In the classical voltage supplied RL circuit (voltage source --> resistor --> inductor), the inductor opposes to the input voltage variations by producing a contrary voltage that substracts from the input one (figuratively speaking, when the input source "moves" the left end of the resistor, the inductor "moves" the right end in the same direction). In our circuit, the op-amp does the same by "moving" the right end of the resistor RL. This "bootstrapping" increases many times the resistance RL when the input voltage changes; the combination of the resistor RL and the op-amp acts as a time-dependent dynamic resistor. Let's consider the typical moments of the transition process.

Imagine the input voltage (the voltage at the left side of the resistor RL) changes suddenly from zero to VH. The capacitor transfers immediately this change and the voltage drop across R becomes VH as well. The op-amp follower "copies" this voltage drop and applies the same voltage at the right side of the resistor RL. As a result, no currents flows through the resistor and the circuit shows infinite large input resistance (impedance).

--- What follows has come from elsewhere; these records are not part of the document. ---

//! Batch ingestion pipeline.
//!
//! Streams a CSV product export into the catalog in fixed-size batches:
//! source row → [`ProductRecord`] validation → department resolution →
//! product insert. Each batch is one transaction. A bad row only removes
//! itself from its batch; a storage failure rolls the batch back and it is
//! retried once before the run is aborted.
//!
//! Products are inserted, never upserted: re-running against a store that
//! already holds the same ids rejects every conflicting row.

use rust_decimal::prelude::ToPrimitive;
use rust_decimal::Decimal;
use serde::Serialize;
use std::collections::HashMap;
use std::future::Future;
use std::io::Read;
use std::path::Path;
use std::str::FromStr;
use tracing::{info, warn};

use crate::config::IngestConfig;
use crate::error::{CatalogError, CatalogResult};
use crate::models::{DepartmentId, ProductRecord, RawProduct};
use crate::store::{insert_product_with, upsert_department_with, CatalogStore};

/// Columns every source file must provide. Extra columns are ignored.
pub const REQUIRED_COLUMNS: [&str; 9] = [
    "id",
    "cost",
    "category",
    "name",
    "brand",
    "retail_price",
    "department",
    "sku",
    "distribution_center_id",
];

/// A source row that was not loaded, and why.
#[derive(Debug, Clone, PartialEq, Eq, Serialize)]
pub struct RowRejection {
    /// Product id, or `line <n>` when the row has no usable id.
    pub key: String,
    /// 1-based line in the source file.
    pub line: u64,
    pub reason: String,
}

/// End-of-run report.
#[derive(Debug, Clone, Default, Serialize)]
pub struct IngestSummary {
    pub rows_seen: u64,
    pub rows_loaded: u64,
    pub rows_rejected: Vec<RowRejection>,
    pub departments_created: u64,
    pub batches_committed: u64,
}

impl IngestSummary {
    pub fn rejected_count(&self) -> u64 {
        self.rows_rejected.len() as u64
    }
}

// ============ Source reader ============

/// One row read from the source, validated or not.
#[derive(Debug)]
struct SourceRow {
    line: u64,
    key: String,
    parsed: CatalogResult<ProductRecord>,
}

/// Streaming CSV reader that hands out bounded batches.
struct ProductSource<R: Read> {
    reader: csv::Reader<R>,
    columns: [usize; REQUIRED_COLUMNS.len()],
    record: csv::StringRecord,
    done: bool,
}

impl<R: Read> ProductSource<R> {
    fn new(inner: R) -> CatalogResult<Self> {
        let mut reader = csv::ReaderBuilder::new().has_headers(true).from_reader(inner);
        let headers = reader.headers()?.clone();

        let mut columns = [0usize; REQUIRED_COLUMNS.len()];
        for (slot, name) in columns.iter_mut().zip(REQUIRED_COLUMNS) {
            *slot = headers
                .iter()
                .position(|h| h.trim().eq_ignore_ascii_case(name))
                .ok_or_else(|| {
                    CatalogError::Source(format!("missing required column: {}", name))
                })?;
        }

        Ok(Self {
            reader,
            columns,
            record: csv::StringRecord::new(),
            done: false,
        })
    }

    /// Read up to `size` rows. An empty batch means the source is exhausted.
    fn next_batch(&mut self, size: usize) -> CatalogResult<Vec<SourceRow>> {
        let mut batch = Vec::with_capacity(size);
        while !self.done && batch.len() < size {
            match self.reader.read_record(&mut self.record) {
                Ok(true) => {
                    let line = self.record.position().map(|p| p.line()).unwrap_or(0);
                    batch.push(self.parse_current(line));
                }
                Ok(false) => self.done = true,
                Err(err) => {
                    if let csv::ErrorKind::Io(_) = err.kind() {
                        return Err(err.into());
                    }
                    // Malformed record: reject it and keep reading.
                    let line = err.position().map(|p| p.line()).unwrap_or(0);
                    batch.push(SourceRow {
                        line,
                        key: format!("line {}", line),
                        parsed: Err(CatalogError::validation("record", err.to_string())),
                    });
                }
            }
        }
        Ok(batch)
    }

    fn field(&self, column: usize) -> &str {
        self.record.get(self.columns[column]).unwrap_or("").trim()
    }

    fn parse_current(&self, line: u64) -> SourceRow {
        let id = self.field(0).to_string();
        let key = if id.is_empty() {
            format!("line {}", line)
        } else {
            id.clone()
        };
        let parsed = self.raw_product(id).and_then(ProductRecord::new);
        SourceRow { line, key, parsed }
    }

    fn raw_product(&self, id: String) -> CatalogResult<RawProduct> {
        Ok(RawProduct {
            id,
            cost: parse_decimal("cost", self.field(1))?,
            category: self.field(2).to_string(),
            name: self.field(3).to_string(),
            brand: self.field(4).to_string(),
            retail_price: parse_decimal("retail_price", self.field(5))?,
            department: self.field(6).to_string(),
            sku: self.field(7).to_string(),
            distribution_center_id: parse_integer("distribution_center_id", self.field(8))?,
        })
    }
}

pub(crate) fn parse_decimal(field: &str, value: &str) -> CatalogResult<Decimal> {
    if value.is_empty() {
        return Err(CatalogError::validation(field, "is missing"));
    }
    Decimal::from_str(value)
        .or_else(|_| Decimal::from_scientific(value))
        .map_err(|_| CatalogError::validation(field, "is not a number"))
}

/// Integers may arrive as `3` or `3.0`; anything fractional is rejected.
pub(crate) fn parse_integer(field: &str, value: &str) -> CatalogResult<i64> {
    let number = parse_decimal(field, value)?;
    if !number.fract().is_zero() {
        return Err(CatalogError::validation(field, "must be a positive integer"));
    }
    number
        .to_i64()
        .ok_or_else(|| CatalogError::validation(field, "is out of range"))
}

/// Human-readable rejection reason, e.g. `retail_price is zero`.
pub(crate) fn rejection_reason(err: &CatalogError) -> String {
    match err {
        CatalogError::Validation { field, message } => format!("{} {}", field, message),
        CatalogError::Integrity(msg) if msg.contains("UNIQUE") => {
            "duplicate product id".to_string()
        }
        CatalogError::Integrity(msg) if msg.contains("FOREIGN KEY") => {
            "unknown department".to_string()
        }
        other => other.to_string(),
    }
}

// ============ Pipeline ============

/// Ingest a CSV file into the catalog.
pub async fn ingest_file(
    store: &CatalogStore,
    path: &Path,
    options: &IngestConfig,
) -> CatalogResult<IngestSummary> {
    let file = std::fs::File::open(path)
        .map_err(|e| CatalogError::Source(format!("{}: {}", path.display(), e)))?;
    info!(source = %path.display(), batch_size = options.batch_size, "starting ingestion");
    ingest_reader(store, file, options).await
}

/// Ingest CSV data from any reader.
pub async fn ingest_reader<R: Read>(
    store: &CatalogStore,
    input: R,
    options: &IngestConfig,
) -> CatalogResult<IngestSummary> {
    if options.batch_size == 0 {
        return Err(CatalogError::validation("batch_size", "must be > 0"));
    }

    let mut source = ProductSource::new(input)?;
    let mut summary = IngestSummary::default();
    let mut departments: HashMap<String, DepartmentId> = HashMap::new();

    loop {
        let batch = source.next_batch(options.batch_size)?;
        if batch.is_empty() {
            break;
        }
        summary.rows_seen += batch.len() as u64;

        let mut valid = Vec::with_capacity(batch.len());
        for row in batch {
            match row.parsed {
                Ok(record) => valid.push((row.line, record)),
                Err(err) => reject(
                    &mut summary,
                    options,
                    RowRejection {
                        key: row.key,
                        line: row.line,
                        reason: rejection_reason(&err),
                    },
                ),
            }
        }

        let batch_no = summary.batches_committed + 1;
        let outcome = retry_once(batch_no, || apply_batch(store, &valid, &departments))
            .await
            .inspect_err(|err| {
                warn!(
                    batch = batch_no,
                    rows_loaded = summary.rows_loaded,
                    error = %err,
                    "batch failed; aborting ingestion"
                )
            })?;

        summary.rows_loaded += outcome.loaded;
        summary.departments_created += outcome.created.len() as u64;
        summary.batches_committed += 1;
        departments.extend(outcome.created);
        for rejection in outcome.rejected {
            reject(&mut summary, options, rejection);
        }

        info!(
            batch = batch_no,
            loaded = outcome.loaded,
            total_loaded = summary.rows_loaded,
            total_rejected = summary.rejected_count(),
            "committed batch"
        );
    }

    let unlogged = summary
        .rejected_count()
        .saturating_sub(options.max_rejections_logged as u64);
    if unlogged > 0 {
        warn!(count = unlogged, "further rejected rows not logged individually");
    }
    info!(
        rows_seen = summary.rows_seen,
        rows_loaded = summary.rows_loaded,
        rows_rejected = summary.rejected_count(),
        departments_created = summary.departments_created,
        "ingestion finished"
    );

    Ok(summary)
}

fn reject(summary: &mut IngestSummary, options: &IngestConfig, rejection: RowRejection) {
    if summary.rows_rejected.len() < options.max_rejections_logged {
        warn!(
            key = %rejection.key,
            line = rejection.line,
            reason = %rejection.reason,
            "row rejected"
        );
    }
    summary.rows_rejected.push(rejection);
}

/// Run `attempt`, and run it a second time if it failed with a storage
/// error. Other errors are returned as they are.
async fn retry_once<T, F, Fut>(batch_no: u64, mut attempt: F) -> CatalogResult<T>
where
    F: FnMut() -> Fut,
    Fut: Future<Output = CatalogResult<T>>,
{
    match attempt().await {
        Err(err) if err.is_storage() => {
            warn!(batch = batch_no, error = %err, "batch rolled back, retrying once");
            attempt().await
        }
        result => result,
    }
}

/// What one committed batch changed.
struct BatchOutcome {
    loaded: u64,
    rejected: Vec<RowRejection>,
    /// Departments first created by this batch.
    created: HashMap<String, DepartmentId>,
}

/// Apply one batch in a single transaction.
///
/// Constraint violations reject only their row; SQLite aborts just the
/// failing statement, so the rest of the transaction stays intact. Any
/// other error drops the transaction, rolling the whole batch back.
async fn apply_batch(
    store: &CatalogStore,
    rows: &[(u64, ProductRecord)],
    known: &HashMap<String, DepartmentId>,
) -> CatalogResult<BatchOutcome> {
    let mut tx = store.pool().begin().await?;
    let mut outcome = BatchOutcome {
        loaded: 0,
        rejected: Vec::new(),
        created: HashMap::new(),
    };
    let mut seen: HashMap<&str, DepartmentId> = HashMap::new();

    for (line, record) in rows {
        let name = record.department();
        let department_id = match known.get(name).or_else(|| seen.get(name)) {
            Some(id) => *id,
            None => {
                let (id, inserted) = upsert_department_with(&mut *tx, name).await?;
                if inserted {
                    outcome.created.insert(name.to_string(), id);
                }
                seen.insert(name, id);
                id
            }
        };

        match insert_product_with(&mut *tx, record, department_id).await {
            Ok(()) => outcome.loaded += 1,
            Err(err @ CatalogError::Integrity(_)) => outcome.rejected.push(RowRejection {
                key: record.id().to_string(),
                line: *line,
                reason: rejection_reason(&err),
            }),
            Err(err) => return Err(err),
        }
    }

    tx.commit().await?;
    Ok(outcome)
}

In the course of time, the capacitor charges, the current passing through it decreases and the voltage drop across the resistor R decreases as well. The op-amp follower "lowers" continously the right end of RL and finally reaches the ground. At the end of the transition, the current is maximum - IMAX = VH/RL. Circuit dreamer (talk) 21:14, 3 April 2010 (UTC)

The mistake you are making is in not looking at the circuit as a whole. By breaking it up into separate parts you are arriving at the wrong conclusion. Op-Amps circuits need to be analyzed mathematically, not figuratively. If you don't like using simple math to analyze electronic circuits, you will always be making the wrong guess. Zen-in (talk) 19:46, 3 April 2010 (UTC)

Energy considerations

Network theory says energy is stored

A network with a complex impedance has reactance(s). A reactance stores energy. These are basic principles of physics and network theory. There are already too many statements in this article that are not backed up by citations. The first two paragraphs make all kinds of claims that are not backed up. So before we start adding incorrect statements, some of the dubious claims need to be researched and backed up with references. Otherwise this article will just become another example of excessive OR and POV, if it isn't already. Zen-in (talk) 19:23, 3 April 2010 (UTC)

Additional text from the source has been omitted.